The New Age Of 3D Printed Human Materials

Christine Kern

By Christine Kern, contributing writer

AirForce 3D Printing

Bioprinting human tissues could take personalized medicine to new heights.

A team of researchers at Wake Forest School of Medicine in North Carolina has devised a way to 3D print human-scale bone, muscle, and cartilage that survives when transplanted into animals, according to Reuters. Using clinical imaging data and an integrated tissue-organ printer, the researchers successfully created skull and jawbone, ear cartilage, and muscle, and these tissues — implanted in mice and rats — showed normal growth and function at five months.

“It has been challenging to produce human scale tissues with 3D printing because larger tissues require additional nutrition,” Dr. Anthony Atala from Wake Forest School of Medicine, Winston-Salem, North Carolina told Reuters.

The new process is dubbed the integrated tissue and organ printing system, or ITOP. This development could be transformative for personalized medicine, since being able to bioprint reliable human tissues would allow surgeons to bioengineer body parts from the patient’s own tissues.

“It is often frustrating for physicians to have patients receive a plastic or metal part during surgery knowing that the best replacement would have been the patient’s own tissue,” Atala told Reuters. “The results of this study bring us closer to the reality of using 3D printing to repair defects using the patient’s own engineered tissue.We are also using similar strategies to print solid organs.”

All of the 3D-printed tissues showed normal blood vessel growth and integration with surrounding tissue. The circulation in the cartilage was confined to the outer areas, similar to human cartilage, and the bioprinted muscle contracted like real muscle.

According to the study, bioprinting large tissues has been historically difficult because of their high nutrition needs. Researchers surmounted this challenge by creating microchannels in the tissue models to facilitate diffusion of nutrients to the printed cells.

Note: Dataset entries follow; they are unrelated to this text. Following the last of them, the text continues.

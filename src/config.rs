//! Configuration for the quote client and the PDF extractor

use crate::error::{Error, Result};
use std::path::PathBuf;
use std::time::Duration;
use url::Url;

/// Default base URL (local Netlify dev server)
pub const DEFAULT_BASE_URL: &str = "http://localhost:8888";

/// Default path of the quoting function
pub const DEFAULT_FUNCTION_PATH: &str = "/.netlify/functions/calc-quote";

/// Settings for talking to the quoting service
#[derive(Debug, Clone)]
pub struct ClientConfig {
    /// Scheme and host of the deployment
    pub base_url: String,
    /// Path of the quoting function on that host
    pub function_path: String,
    /// Optional request timeout (default: none, transport defaults apply)
    pub timeout: Option<Duration>,
}

impl Default for ClientConfig {
    fn default() -> Self {
        Self {
            base_url: DEFAULT_BASE_URL.to_string(),
            function_path: DEFAULT_FUNCTION_PATH.to_string(),
            timeout: None,
        }
    }
}

impl ClientConfig {
    /// Full URL the quote request is posted to
    pub fn endpoint(&self) -> Result<Url> {
        let base = Url::parse(&self.base_url).map_err(|e| Error::InvalidEndpoint {
            reason: format!("{}: {}", self.base_url, e),
        })?;
        if base.cannot_be_a_base() {
            return Err(Error::InvalidEndpoint {
                reason: format!("{} cannot be used as a base URL", self.base_url),
            });
        }
        base.join(&self.function_path)
            .map_err(|e| Error::InvalidEndpoint {
                reason: format!("{}: {}", self.function_path, e),
            })
    }
}

/// Settings for binding PDFium
#[derive(Debug, Clone, Default)]
pub struct ExtractorConfig {
    /// Directory holding the PDFium dynamic library, tried before the defaults
    pub library_dir: Option<PathBuf>,
    /// Password for encrypted PDFs
    pub password: Option<String>,
}

/// Full application configuration
#[derive(Debug, Clone, Default)]
pub struct AppConfig {
    pub client: ClientConfig,
    pub extractor: ExtractorConfig,
}
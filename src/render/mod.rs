//! Rendering of quote responses
//!
//! A response becomes a [`QuoteView`]: the detected-properties summary, the
//! line-item table and, when the service priced several quantities, the
//! per-quantity table. Views print as aligned plain text or as HTML.

mod format;
mod view;

pub use format::{eur, plain_number};
pub use view::{render, Align, QuoteView, Summary, Table, PLACEHOLDER};
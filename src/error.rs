//! Error types for pdf-quote

use thiserror::Error;

/// Result type alias for pdf-quote
pub type Result<T> = std::result::Result<T, Error>;

/// Status shown for any failure while extracting text from the PDF
pub const EXTRACTION_FAILED_MESSAGE: &str = "Errore estrazione PDF";

/// Status shown for any failure while requesting the quote
pub const QUOTE_FAILED_MESSAGE: &str = "Errore calcolo (controlla OPENAI_API_KEY e redeploy)";

/// Error types for pdf-quote
#[derive(Error, Debug)]
pub enum Error {
    /// PDF file not found
    #[error("PDF not found: {path}")]
    PdfNotFound { path: String },

    /// Invalid PDF file
    #[error("Invalid PDF file: {reason}")]
    InvalidPdf { reason: String },

    /// PDF is password protected and no password was provided
    #[error("PDF is password protected")]
    PasswordRequired,

    /// Incorrect password provided
    #[error("Incorrect password")]
    IncorrectPassword,

    /// PDFium error
    #[error("PDFium error: {reason}")]
    Pdfium { reason: String },

    /// IO error
    #[error("IO error: {0}")]
    Io(#[from] std::io::Error),

    /// The quote request could not be sent or its response not received
    #[error("HTTP request failed: {0}")]
    HttpRequest(#[from] reqwest::Error),

    /// The quoting service answered with a non-success status
    #[error("Quote request failed with HTTP {status}: {body}")]
    QuoteStatus { status: u16, body: String },

    /// The quoting service answered 2xx with a body that is not a quote
    #[error("Invalid quote response: {0}")]
    InvalidResponse(#[from] serde_json::Error),

    /// Analyze was triggered before any file was chosen
    #[error("No PDF file selected")]
    NoFileSelected,

    /// Calculate was triggered before a successful extraction
    #[error("No extracted text available")]
    NotExtracted,

    /// An extraction or quote request is already in flight
    #[error("Another operation is in progress ({phase})")]
    Busy { phase: String },

    /// Quote parameters out of range
    #[error("Invalid quote parameters: {reason}")]
    InvalidParameters { reason: String },

    /// Quote endpoint could not be built from the configuration
    #[error("Invalid quote endpoint: {reason}")]
    InvalidEndpoint { reason: String },
}

/// Coarse failure taxonomy
#[derive(Debug, Clone, Copy, PartialEq, Eq)]
pub enum ErrorCategory {
    /// Malformed or unreadable PDF
    Extraction,
    /// Request could not be sent or received
    Network,
    /// Remote returned a non-success status or an unusable body
    Quote,
    /// Action triggered out of order or with bad input
    Usage,
}

impl Error {
    pub fn category(&self) -> ErrorCategory {
        match self {
            Error::PdfNotFound { .. }
            | Error::InvalidPdf { .. }
            | Error::PasswordRequired
            | Error::IncorrectPassword
            | Error::Pdfium { .. }
            | Error::Io(_) => ErrorCategory::Extraction,
            Error::HttpRequest(_) => ErrorCategory::Network,
            Error::QuoteStatus { .. } | Error::InvalidResponse(_) => ErrorCategory::Quote,
            Error::NoFileSelected
            | Error::NotExtracted
            | Error::Busy { .. }
            | Error::InvalidParameters { .. }
            | Error::InvalidEndpoint { .. } => ErrorCategory::Usage,
        }
    }

    /// Return the short status string shown to the user.
    /// Network and quote failures share one message; the full error
    /// should be logged via tracing before calling this.
    pub fn client_message(&self) -> String {
        match self.category() {
            ErrorCategory::Extraction => EXTRACTION_FAILED_MESSAGE.to_string(),
            ErrorCategory::Network | ErrorCategory::Quote => QUOTE_FAILED_MESSAGE.to_string(),
            ErrorCategory::Usage => match self {
                Error::NoFileSelected => "Seleziona un PDF.".to_string(),
                Error::NotExtracted => "Prima analizza il PDF.".to_string(),
                Error::Busy { .. } => "Operazione in corso…".to_string(),
                Error::InvalidParameters { reason } => format!("Parametri non validi: {}", reason),
                _ => "Endpoint non valido".to_string(),
            },
        }
    }
}
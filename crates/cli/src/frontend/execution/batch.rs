use std::collections::HashSet;
use std::io::Write;
use std::path::Path;

use displacement::{Classifier, DescriptionStyle, Verdict};
use pagestore::{CollisionRecord, PageStore, StoreResult, read_collision_log};
use serde::Serialize;

use crate::error::CliError;

/// One output line of `pageshift batch`.
#[derive(Clone, Debug, PartialEq, Serialize)]
pub(crate) struct BatchRow {
    pub(crate) page1: u64,
    pub(crate) page2: u64,
    pub(crate) hashes: String,
    pub(crate) description: String,
    #[serde(skip_serializing_if = "Option::is_none")]
    pub(crate) verdict: Option<Verdict>,
    #[serde(skip_serializing_if = "Option::is_none")]
    pub(crate) error: Option<String>,
}

impl BatchRow {
    fn classified(record: &CollisionRecord, verdict: Verdict, style: DescriptionStyle) -> Self {
        Self {
            page1: record.page1,
            page2: record.page2,
            hashes: record.hash_label(),
            description: verdict.render(style),
            verdict: Some(verdict),
            error: None,
        }
    }

    fn failed(record: &CollisionRecord, error: String) -> Self {
        Self {
            page1: record.page1,
            page2: record.page2,
            hashes: record.hash_label(),
            description: "error".to_owned(),
            verdict: None,
            error: Some(error),
        }
    }
}

fn load_pair(store: &PageStore, record: &CollisionRecord) -> StoreResult<(Vec<u8>, Vec<u8>)> {
    let first = store.read(record.page1)?;
    let second = store.read(record.page2)?;
    Ok((first.bytes, second.bytes))
}

/// Classifies every record, keeping log order.
///
/// Pairs whose pages cannot be loaded become error rows.
pub(crate) fn classify_records(
    store: &PageStore,
    classifier: &Classifier,
    records: &[CollisionRecord],
    style: DescriptionStyle,
) -> Vec<BatchRow> {
    let mut pairs = Vec::with_capacity(records.len());
    let mut slots = Vec::with_capacity(records.len());
    for record in records {
        match load_pair(store, record) {
            Ok(pair) => {
                slots.push(Ok(pairs.len()));
                pairs.push(pair);
            }
            Err(error) => {
                tracing::warn!(
                    target: "pageshift::batch",
                    page1 = record.page1,
                    page2 = record.page2,
                    %error,
                    "pair skipped"
                );
                slots.push(Err(error.to_string()));
            }
        }
    }

    let verdicts = classifier.classify_all(&pairs);
    records
        .iter()
        .zip(slots)
        .map(|(record, slot)| match slot {
            Ok(index) => BatchRow::classified(record, verdicts[index].clone(), style),
            Err(error) => BatchRow::failed(record, error),
        })
        .collect()
}

/// Drops size mismatches and zero shifts, then keeps the first row per
/// `page1`. Error rows are always kept.
pub(crate) fn filter_rows(rows: Vec<BatchRow>) -> Vec<BatchRow> {
    let mut seen = HashSet::new();
    rows.into_iter()
        .filter(|row| match &row.verdict {
            None => true,
            Some(verdict) if verdict.is_size_error() => false,
            Some(verdict) if matches!(verdict.shift(), Some((0, _))) => false,
            Some(_) => seen.insert(row.page1),
        })
        .collect()
}

pub(crate) fn run_batch<Out: Write>(
    store: &PageStore,
    classifier: &Classifier,
    log: &Path,
    keep_all: bool,
    style: DescriptionStyle,
    stdout: &mut Out,
) -> Result<i32, CliError> {
    let records = read_collision_log(log)?;
    let classified = classify_records(store, classifier, &records, style);
    let total = classified.len();
    let errors = classified.iter().filter(|row| row.error.is_some()).count();
    let rows = if keep_all {
        classified
    } else {
        filter_rows(classified)
    };

    for row in &rows {
        serde_json::to_writer(&mut *stdout, row)
            .map_err(|source| CliError::io("writing output", source.into()))?;
        writeln!(stdout).map_err(|source| CliError::io("writing output", source))?;
    }

    tracing::info!(
        target: "pageshift::batch",
        pairs = total,
        errors,
        emitted = rows.len(),
        "batch finished"
    );
    Ok(0)
}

“Future development of the ITOP is being directed to the production of tissues for human applications and to the building of more complex tissues and solid organs,” researchers said. The study findings were published in the journalNature Biotechnology.

Atala said, “This novel tissue and organ printer is an important advance in our quest to make replacement tissue for patients. It can fabricate stable, human-scale tissue of any shape. With further development, this technology could potentially be used to print living tissue and organ structures for surgical implantation.”